━━ Records supplied ━━

impl<T: KalmanFloat> GaussianBelief<T> {
    /// Create a new (batched) belief from its mean and covariance.
    ///
    /// The batch parts of `mean` (all axes but the last) and `covariance` (all
    /// axes but the last two) are broadcast against each other. Shapes are
    /// always checked. With `validate` set, every covariance matrix must
    /// additionally be finite, symmetric and positive semi-definite.
    ///
    /// # Errors
    /// - [`BeliefError::ShapeMismatch`] if the shapes are incompatible
    /// - [`BeliefError::InvalidCovariance`] if `validate` is set and a covariance
    ///   matrix is invalid
    ///
    /// # Example:
    /// ```
    /// use kalman_belief::{GaussianBelief, Result};
    /// use ndarray::array;
    /// fn main() -> Result<()> {
    ///     // a batch of two 2-dimensional beliefs sharing their covariance
    ///     let mean = array![[0.0, 1.0], [2.0, 3.0]];
    ///     let covariance = array![[1.0, 0.5], [0.5, 2.0]];
    ///     let belief = GaussianBelief::new(&mean, &covariance, true)?;
    ///     assert_eq!(belief.batch_shape(), &[2]);
    ///     assert_eq!(belief.covariance().shape(), &[2, 2, 2]);
    ///     Ok(())
    /// }
    /// ```
    pub fn new<S1, D1, S2, D2>(
        mean: &ArrayBase<S1, D1>,
        covariance: &ArrayBase<S2, D2>,
        validate: bool,
    ) -> Result<Self>
    where
        S1: Data<Elem = T>,
        D1: Dimension,
        S2: Data<Elem = T>,
        D2: Dimension,
    {
        let config = BeliefConfig {
            validate_args: validate,
            ..BeliefConfig::default()
        };
        Self::with_config(mean, covariance, &config)
    }

    /// Create a new belief, taking the validation mode and tolerances from
    /// `config`. See [`Self::new`].
    ///
    /// # Errors
    /// See [`Self::new`].
    pub fn with_config<S1, D1, S2, D2>(
        mean: &ArrayBase<S1, D1>,
        covariance: &ArrayBase<S2, D2>,
        config: &BeliefConfig,
    ) -> Result<Self>
    where
        S1: Data<Elem = T>,
        D1: Dimension,
        S2: Data<Elem = T>,
        D2: Dimension,
    {
        let (batch_shape, event_dim) = check_shapes(mean.shape(), covariance.shape())?;

        let mut mean_shape = batch_shape.clone();
        mean_shape.push(event_dim);
        let mut covariance_shape = mean_shape.clone();
        covariance_shape.push(event_dim);

        let belief = Self {
            mean: expand("mean", mean, &mean_shape)?,
            covariance: expand("covariance", covariance, &covariance_shape)?,
            batch_shape,
            event_dim,
            validated: config.validate_args,
            psd_tolerance: T::from_f64_lossy(config.psd_tolerance),
            scale_tril: OnceCell::new(),
        };

        if config.validate_args {
            belief.validate(T::from_f64_lossy(config.symmetry_tolerance))?;
        }

        tracing::debug!(
            "constructed gaussian belief with batch shape {:?}, event dim {}, validated: {}",
            belief.batch_shape,
            belief.event_dim,
            belief.validated
        );
        Ok(belief)
    }

    /// Create a single, un-batched belief from a mean vector and covariance
    /// matrix. The covariance is validated.
    ///
    /// # Errors
    /// See [`Self::new`].
    pub fn from_mean_and_covariance(mean: Vector<T>, covariance: Matrix<T>) -> Result<Self> {
        Self::new(&mean, &covariance, true)
    }

    /// The independent, differently parameterised instances this belief
    /// stacks.
    #[inline(always)]
    pub fn batch_shape(&self) -> &[usize] {
        &self.batch_shape
    }

    /// The length of the random vector of each instance.
    #[inline(always)]
    pub const fn event_dim(&self) -> usize {
        self.event_dim
    }

    #[inline(always)]
    pub fn event_shape(&self) -> [usize; 1] {
        [self.event_dim]
    }

    /// Whether every instance is a scalar Gaussian.
    #[inline(always)]
    pub const fn is_univariate(&self) -> bool {
        self.event_dim == 1
    }

    /// Whether the covariance was checked on construction.
    #[inline(always)]
    pub const fn is_validated(&self) -> bool {
        self.validated
    }

    /// Number of instances, the product of the batch shape.
    fn batch_size(&self) -> usize {
        self.batch_shape.iter().product()
    }

    /// Get the mean, of shape `batch_shape + [event_dim]`
    #[inline(always)]
    pub fn mean(&self) -> ArrayViewD<'_, T> {
        self.mean.view()
    }

    /// Get the covariance, of shape `batch_shape + [event_dim, event_dim]`
    #[inline(always)]
    pub fn covariance(&self) -> ArrayViewD<'_, T> {
        self.covariance.view()
    }

    /// The diagonal of the covariance, of shape `batch_shape + [event_dim]`
    pub fn variance(&self) -> ArrayD<T> {
        ArrayD::from_shape_fn(self.mean.raw_dim(), |index| {
            let mut position = index.slice().to_vec();
            if let Some(&i) = position.last() {
                position.push(i);
            }
            self.covariance[position.as_slice()]
        })
    }

    /// The lower triangular factor `L` with `L·Lᵗ = covariance`, of shape
    /// `batch_shape + [event_dim, event_dim]`.
    ///
    /// # Errors
    /// Returns [`BeliefError::InvalidCovariance`] if a covariance matrix can not
    /// be factorised, which can only happen for beliefs constructed without
    /// validation.
    pub fn scale_tril(&self) -> Result<ArrayD<T>> {
        let factor = self.factor()?;
        Ok(factor.clone().into_shape(self.covariance.raw_dim())?)
    }

    /// Evaluate the log-density of `value` under every instance of the batch.
    /// `value` must have shape `batch_shape + [event_dim]`, the result has
    /// shape `batch_shape`.
    ///
    /// # Errors
    /// - [`BeliefError::ShapeMismatch`] if `value` has the wrong shape
    /// - [`BeliefError::InvalidCovariance`] if the covariance can not be
    ///   factorised, or is singular so that no density exists
    pub fn log_prob<S, D>(&self, value: &ArrayBase<S, D>) -> Result<ArrayD<T>>
    where
        S: Data<Elem = T>,
        D: Dimension,
    {
        self.check_event_shaped("value", value.shape())?;
        let value = collapse_batch(value, 1)?.into_dimensionality::<Ix2>()?;
        let mean = self.flat_mean()?;

        let log_prob: Vec<T> = if self.is_univariate() {
            let covariance = self.flat_covariance()?;
            let mut log_prob = Vec::with_capacity(self.batch_size());
            for (b, ((&x, &mu), &var)) in value
                .column(0)
                .iter()
                .zip(mean.column(0))
                .zip(covariance.slice(s![.., 0, 0]))
                .enumerate()
            {
                self.check_variance(b, var, true)?;
                log_prob.push(univariate_log_prob(x, mu, var));
            }
            log_prob
        } else {
            let factor = self.factor()?;
            #[allow(clippy::cast_precision_loss)]
            let normalisation = T::from_f64_lossy(self.event_dim as f64) * T::half() * T::two_pi().ln();

            let mut log_prob = Vec::with_capacity(self.batch_size());
            for (b, l) in factor.outer_iter().enumerate() {
                let residual = &value.row(b) - &mean.row(b);
                // z = L⁻¹(x - μ), so the quadratic form (x - μ)ᵗΣ⁻¹(x - μ) is zᵗz
                let z = solve_lower_triangular(&l, &residual).ok_or_else(|| {
                    BeliefError::InvalidCovariance {
                        batch_index: unravel_index(b, &self.batch_shape),
                        reason:      CovarianceDefect::Singular,
                    }
                })?;
                log_prob.push(-T::half() * z.dot(&z) - lower_log_diagonal_sum(&l) - normalisation);
            }
            log_prob
        };

        Ok(ArrayD::from_shape_vec(IxDyn(&self.batch_shape), log_prob)?)
    }

    /// The differential entropy of every instance, of shape `batch_shape`.
    ///
    /// # Errors
    /// Returns [`BeliefError::InvalidCovariance`] if the covariance can not be
    /// factorised.
    pub fn entropy(&self) -> Result<ArrayD<T>> {
        let entropy: Vec<T> = if self.is_univariate() {
            let covariance = self.flat_covariance()?;
            let mut entropy = Vec::with_capacity(self.batch_size());
            for (b, &var) in covariance.slice(s![.., 0, 0]).iter().enumerate() {
                self.check_variance(b, var, false)?;
                entropy.push(T::half() * (T::one() + (T::two_pi() * var).ln()));
            }
            entropy
        } else {
            #[allow(clippy::cast_precision_loss)]
            let constant = T::from_f64_lossy(self.event_dim as f64) * T::half() * (T::one() + T::two_pi().ln());
            self.factor()?
                .outer_iter()
                .map(|l| constant + lower_log_diagonal_sum(&l))
                .collect()
        };
        Ok(ArrayD::from_shape_vec(IxDyn(&self.batch_shape), entropy)?)
    }

    /// The cached factor, computing it on first use.
    /// Concurrent first uses wait for a single computation. A failed
    /// factorisation is not cached.
    fn factor(&self) -> Result<&Array3<T>> {
        self.scale_tril.get_or_try_init(|| self.factorise())
    }

    fn factorise(&self) -> Result<Array3<T>> {
        let covariance = self.flat_covariance()?;
        let mut factor = Array3::zeros(covariance.raw_dim());
        for (b, (matrix, mut out)) in covariance
            .outer_iter()
            .zip(factor.outer_iter_mut())
            .enumerate()
        {
            let l = matrix.cholesky_lower(self.psd_tolerance).map_err(|err| {
                let batch_index = unravel_index(b, &self.batch_shape);
                tracing::warn!("covariance at batch index {:?} can not be factorised: {}", batch_index, err);
                BeliefError::InvalidCovariance {
                    batch_index,
                    reason: err.into(),
                }
            })?;
            out.assign(&l);
        }
        tracing::trace!(
            "factorised {} covariance matrices of size {}x{}",
            self.batch_size(),
            self.event_dim,
            self.event_dim
        );
        Ok(factor)
    }

    /// Check symmetry and positive semi-definiteness of every covariance. The
    /// factor computed along the way is kept. Univariate covariances are
    /// checked entry by entry instead.
    fn validate(&self, symmetry_tolerance: T) -> Result<()> {
        let covariance = self.flat_covariance()?;
        for (b, matrix) in covariance.outer_iter().enumerate() {
            let defect = if matrix.iter().any(|x| !x.is_finite()) {
                Some(CovarianceDefect::NonFinite)
            } else if !matrix.is_symmetric(symmetry_tolerance) {
                Some(CovarianceDefect::NotSymmetric)
            } else {
                None
            };
            if let Some(reason) = defect {
                return Err(BeliefError::InvalidCovariance {
                    batch_index: unravel_index(b, &self.batch_shape),
                    reason,
                });
            }
        }

        if self.is_univariate() {
            for (b, &var) in covariance.slice(s![.., 0, 0]).iter().enumerate() {
                self.check_variance(b, var, false)?;
            }
            Ok(())
        } else {
            self.factor().map(|_| ())
        }
    }

    /// The defects the factorisation reports, for the `1x1` covariance at flat
    /// batch index `b`. A zero variance is only a defect when a density is
    /// needed.
    fn check_variance(&self, b: usize, variance: T, needs_density: bool) -> Result<()> {
        let reason = if !variance.is_finite() {
            CovarianceDefect::NonFinite
        } else if variance < T::zero() {
            CovarianceDefect::NotPositiveSemiDefinite
        } else if needs_density && variance.is_zero() {
            CovarianceDefect::Singular
        } else {
            return Ok(());
        };
        Err(BeliefError::InvalidCovariance {
            batch_index: unravel_index(b, &self.batch_shape),
            reason,
        })
    }

    fn flat_mean(&self) -> Result<ArrayView2<'_, T>> {
        Ok(self.mean.view().into_shape((self.batch_size(), self.event_dim))?)
    }

    fn flat_covariance(&self) -> Result<ArrayView3<'_, T>> {
        Ok(self
            .covariance
            .view()
            .into_shape((self.batch_size(), self.event_dim, self.event_dim))?)
    }

    /// `batch_shape + [event_dim]`
    pub fn expected_noise_shape(&self) -> Vec<usize> {
        self.mean.shape().to_vec()
    }

    fn check_event_shaped(&self, tensor: &'static str, shape: &[usize]) -> Result<()> {
        if shape == self.mean.shape() {
            Ok(())
        } else {
            Err(BeliefError::ShapeMismatch {
                tensor,
                expected: self.expected_noise_shape(),
                actual: shape.to_vec(),
            })
        }
    }
}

━━━

Required action: Find how many lines in the listing hold "last", and reply with that number only.

Answer to the problem: 3